#### [What to produce]
Print the records below exactly; all of them are needed.

#### [Available records]
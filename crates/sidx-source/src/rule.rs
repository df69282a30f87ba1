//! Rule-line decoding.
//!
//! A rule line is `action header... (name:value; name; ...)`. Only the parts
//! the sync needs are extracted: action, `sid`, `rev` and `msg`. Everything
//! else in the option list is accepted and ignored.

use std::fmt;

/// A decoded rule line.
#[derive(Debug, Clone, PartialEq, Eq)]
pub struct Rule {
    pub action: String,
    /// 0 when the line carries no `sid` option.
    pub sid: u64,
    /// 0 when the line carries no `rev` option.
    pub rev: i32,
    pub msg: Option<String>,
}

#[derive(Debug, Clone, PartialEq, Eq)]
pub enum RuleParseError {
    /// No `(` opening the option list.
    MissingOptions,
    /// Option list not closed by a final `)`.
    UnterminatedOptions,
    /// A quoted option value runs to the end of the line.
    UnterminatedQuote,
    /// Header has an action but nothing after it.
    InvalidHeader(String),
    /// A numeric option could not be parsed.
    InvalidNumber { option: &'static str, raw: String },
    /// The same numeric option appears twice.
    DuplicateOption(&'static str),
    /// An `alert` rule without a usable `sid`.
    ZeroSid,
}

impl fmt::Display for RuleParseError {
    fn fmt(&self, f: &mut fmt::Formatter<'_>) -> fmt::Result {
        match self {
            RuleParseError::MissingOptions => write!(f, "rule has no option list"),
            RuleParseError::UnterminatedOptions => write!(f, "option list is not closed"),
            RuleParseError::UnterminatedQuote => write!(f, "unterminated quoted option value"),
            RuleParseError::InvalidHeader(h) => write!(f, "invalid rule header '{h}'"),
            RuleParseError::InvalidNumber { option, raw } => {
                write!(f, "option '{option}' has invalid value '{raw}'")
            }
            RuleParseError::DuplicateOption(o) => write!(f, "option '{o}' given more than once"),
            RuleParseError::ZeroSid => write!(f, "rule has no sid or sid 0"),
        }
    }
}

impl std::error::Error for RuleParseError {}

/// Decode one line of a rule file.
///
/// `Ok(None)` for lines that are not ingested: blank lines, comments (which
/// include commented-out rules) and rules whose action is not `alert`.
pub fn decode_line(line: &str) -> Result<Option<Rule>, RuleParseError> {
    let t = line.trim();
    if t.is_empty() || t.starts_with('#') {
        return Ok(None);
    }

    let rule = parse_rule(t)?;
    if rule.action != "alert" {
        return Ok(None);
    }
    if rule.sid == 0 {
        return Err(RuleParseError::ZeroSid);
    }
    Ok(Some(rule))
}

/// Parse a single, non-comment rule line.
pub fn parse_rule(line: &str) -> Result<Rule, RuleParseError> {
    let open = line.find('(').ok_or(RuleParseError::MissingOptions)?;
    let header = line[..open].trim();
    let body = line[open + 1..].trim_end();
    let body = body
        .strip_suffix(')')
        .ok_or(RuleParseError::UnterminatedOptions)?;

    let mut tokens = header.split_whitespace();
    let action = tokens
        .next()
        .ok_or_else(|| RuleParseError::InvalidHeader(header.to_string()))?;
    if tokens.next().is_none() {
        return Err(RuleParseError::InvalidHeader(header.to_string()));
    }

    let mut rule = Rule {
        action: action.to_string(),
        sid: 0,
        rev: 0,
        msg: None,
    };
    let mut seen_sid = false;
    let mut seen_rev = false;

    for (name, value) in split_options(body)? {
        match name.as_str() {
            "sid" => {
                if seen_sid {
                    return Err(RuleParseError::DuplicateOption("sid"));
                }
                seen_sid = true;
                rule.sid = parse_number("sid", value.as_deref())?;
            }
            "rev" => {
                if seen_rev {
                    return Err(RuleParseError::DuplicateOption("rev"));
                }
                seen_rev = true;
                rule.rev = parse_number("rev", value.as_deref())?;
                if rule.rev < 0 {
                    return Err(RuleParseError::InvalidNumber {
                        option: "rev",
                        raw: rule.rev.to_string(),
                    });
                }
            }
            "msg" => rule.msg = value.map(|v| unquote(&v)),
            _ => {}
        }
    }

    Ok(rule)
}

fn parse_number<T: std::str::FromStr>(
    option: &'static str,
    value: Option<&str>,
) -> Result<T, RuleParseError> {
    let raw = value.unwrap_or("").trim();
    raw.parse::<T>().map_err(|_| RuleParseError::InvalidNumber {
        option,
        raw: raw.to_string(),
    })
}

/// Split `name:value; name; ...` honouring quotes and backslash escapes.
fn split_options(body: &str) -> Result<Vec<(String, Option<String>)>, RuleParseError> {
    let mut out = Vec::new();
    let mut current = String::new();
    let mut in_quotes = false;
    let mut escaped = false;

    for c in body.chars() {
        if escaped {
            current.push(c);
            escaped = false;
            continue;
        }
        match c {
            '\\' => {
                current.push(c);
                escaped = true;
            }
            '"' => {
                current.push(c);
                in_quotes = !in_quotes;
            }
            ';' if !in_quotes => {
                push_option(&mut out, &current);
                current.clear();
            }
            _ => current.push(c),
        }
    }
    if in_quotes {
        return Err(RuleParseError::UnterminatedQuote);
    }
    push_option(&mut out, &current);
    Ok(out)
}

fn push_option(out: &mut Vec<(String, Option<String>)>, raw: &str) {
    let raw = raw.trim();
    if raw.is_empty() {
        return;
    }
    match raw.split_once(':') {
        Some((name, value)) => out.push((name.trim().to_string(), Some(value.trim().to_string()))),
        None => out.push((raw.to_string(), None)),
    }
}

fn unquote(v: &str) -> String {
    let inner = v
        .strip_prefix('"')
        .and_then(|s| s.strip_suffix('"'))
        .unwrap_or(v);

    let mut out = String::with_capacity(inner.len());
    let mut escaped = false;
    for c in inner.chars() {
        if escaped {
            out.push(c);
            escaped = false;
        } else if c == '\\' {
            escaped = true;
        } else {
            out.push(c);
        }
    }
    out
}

#### [Exercise result]
filename crates/sidx-source/src/rule.rs
repository df69282a30f87ba1
//! Rule-line decoding.
//!
//! A rule line is `action header... (name:value; name; ...)`. Only the parts
//! the sync needs are extracted: action, `sid`, `rev` and `msg`. Everything
//! else in the option list is accepted and ignored.

use std::fmt;

/// A decoded rule line.
#[derive(Debug, Clone, PartialEq, Eq)]
pub struct Rule {
    pub action: String,
    /// 0 when the line carries no `sid` option.
    pub sid: u64,
    /// 0 when the line carries no `rev` option.
    pub rev: i32,
    pub msg: Option<String>,
}

#[derive(Debug, Clone, PartialEq, Eq)]
pub enum RuleParseError {
    /// No `(` opening the option list.
    MissingOptions,
    /// Option list not closed by a final `)`.
    UnterminatedOptions,
    /// A quoted option value runs to the end of the line.
    UnterminatedQuote,
    /// Header has an action but nothing after it.
    InvalidHeader(String),
    /// A numeric option could not be parsed.
    InvalidNumber { option: &'static str, raw: String },
    /// The same numeric option appears twice.
    DuplicateOption(&'static str),
    /// An `alert` rule without a usable `sid`.
    ZeroSid,
}

impl fmt::Display for RuleParseError {
    fn fmt(&self, f: &mut fmt::Formatter<'_>) -> fmt::Result {
        match self {
            RuleParseError::MissingOptions => write!(f, "rule has no option list"),
            RuleParseError::UnterminatedOptions => write!(f, "option list is not closed"),
            RuleParseError::UnterminatedQuote => write!(f, "unterminated quoted option value"),
            RuleParseError::InvalidHeader(h) => write!(f, "invalid rule header '{h}'"),
            RuleParseError::InvalidNumber { option, raw } => {
                write!(f, "option '{option}' has invalid value '{raw}'")
            }
            RuleParseError::DuplicateOption(o) => write!(f, "option '{o}' given more than once"),
            RuleParseError::ZeroSid => write!(f, "rule has no sid or sid 0"),
        }
    }
}

impl std::error::Error for RuleParseError {}

/// Decode one line of a rule file.
///
/// `Ok(None)` for lines that are not ingested: blank lines, comments (which
/// include commented-out rules) and rules whose action is not `alert`.
pub fn decode_line(line: &str) -> Result<Option<Rule>, RuleParseError> {
    let t = line.trim();
    if t.is_empty() || t.starts_with('#') {
        return Ok(None);
    }

    let rule = parse_rule(t)?;
    if rule.action != "alert" {
        return Ok(None);
    }
    if rule.sid == 0 {
        return Err(RuleParseError::ZeroSid);
    }
    Ok(Some(rule))
}

/// Parse a single, non-comment rule line.
pub fn parse_rule(line: &str) -> Result<Rule, RuleParseError> {
    let open = line.find('(').ok_or(RuleParseError::MissingOptions)?;
    let header = line[..open].trim();
    let body = line[open + 1..].trim_end();
    let body = body
        .strip_suffix(')')
        .ok_or(RuleParseError::UnterminatedOptions)?;

    let mut tokens = header.split_whitespace();
    let action = tokens
        .next()
        .ok_or_else(|| RuleParseError::InvalidHeader(header.to_string()))?;
    if tokens.next().is_none() {
        return Err(RuleParseError::InvalidHeader(header.to_string()));
    }

    let mut rule = Rule {
        action: action.to_string(),
        sid: 0,
        rev: 0,
        msg: None,
    };
    let mut seen_sid = false;
    let mut seen_rev = false;

    for (name, value) in split_options(body)? {
        match name.as_str() {
            "sid" => {
                if seen_sid {
                    return Err(RuleParseError::DuplicateOption("sid"));
                }
                seen_sid = true;
                rule.sid = parse_number("sid", value.as_deref())?;
            }
            "rev" => {
                if seen_rev {
                    return Err(RuleParseError::DuplicateOption("rev"));
                }
                seen_rev = true;
                rule.rev = parse_number("rev", value.as_deref())?;
                if rule.rev < 0 {
                    return Err(RuleParseError::InvalidNumber {
                        option: "rev",
                        raw: rule.rev.to_string(),
                    });
                }
            }
            "msg" => rule.msg = value.map(|v| unquote(&v)),
            _ => {}
        }
    }

    Ok(rule)
}

fn parse_number<T: std::str::FromStr>(
    option: &'static str,
    value: Option<&str>,
) -> Result<T, RuleParseError> {
    let raw = value.unwrap_or("").trim();
    raw.parse::<T>().map_err(|_| RuleParseError::InvalidNumber {
        option,
        raw: raw.to_string(),
    })
}

/// Split `name:value; name; ...` honouring quotes and backslash escapes.
fn split_options(body: &str) -> Result<Vec<(String, Option<String>)>, RuleParseError> {
    let mut out = Vec::new();
    let mut current = String::new();
    let mut in_quotes = false;
    let mut escaped = false;

    for c in body.chars() {
        if escaped {
            current.push(c);
            escaped = false;
            continue;
        }
        match c {
            '\\' => {
                current.push(c);
                escaped = true;
            }
            '"' => {
                current.push(c);
                in_quotes = !in_quotes;
            }
            ';' if !in_quotes => {
                push_option(&mut out, &current);
                current.clear();
            }
            _ => current.push(c),
        }
    }
    if in_quotes {
        return Err(RuleParseError::UnterminatedQuote);
    }
    push_option(&mut out, &current);
    Ok(out)
}

fn push_option(out: &mut Vec<(String, Option<String>)>, raw: &str) {
    let raw = raw.trim();
    if raw.is_empty() {
        return;
    }
    match raw.split_once(':') {
        Some((name, value)) => out.push((name.trim().to_string(), Some(value.trim().to_string()))),
        None => out.push((raw.to_string(), None)),
    }
}

fn unquote(v: &str) -> String {
    let inner = v
        .strip_prefix('"')
        .and_then(|s| s.strip_suffix('"'))
        .unwrap_or(v);

    let mut out = String::with_capacity(inner.len());
    let mut escaped = false;
    for c in inner.chars() {
        if escaped {
            out.push(c);
            escaped = false;
        } else if c == '\\' {
            escaped = true;
        } else {
            out.push(c);
        }
    }
    out
}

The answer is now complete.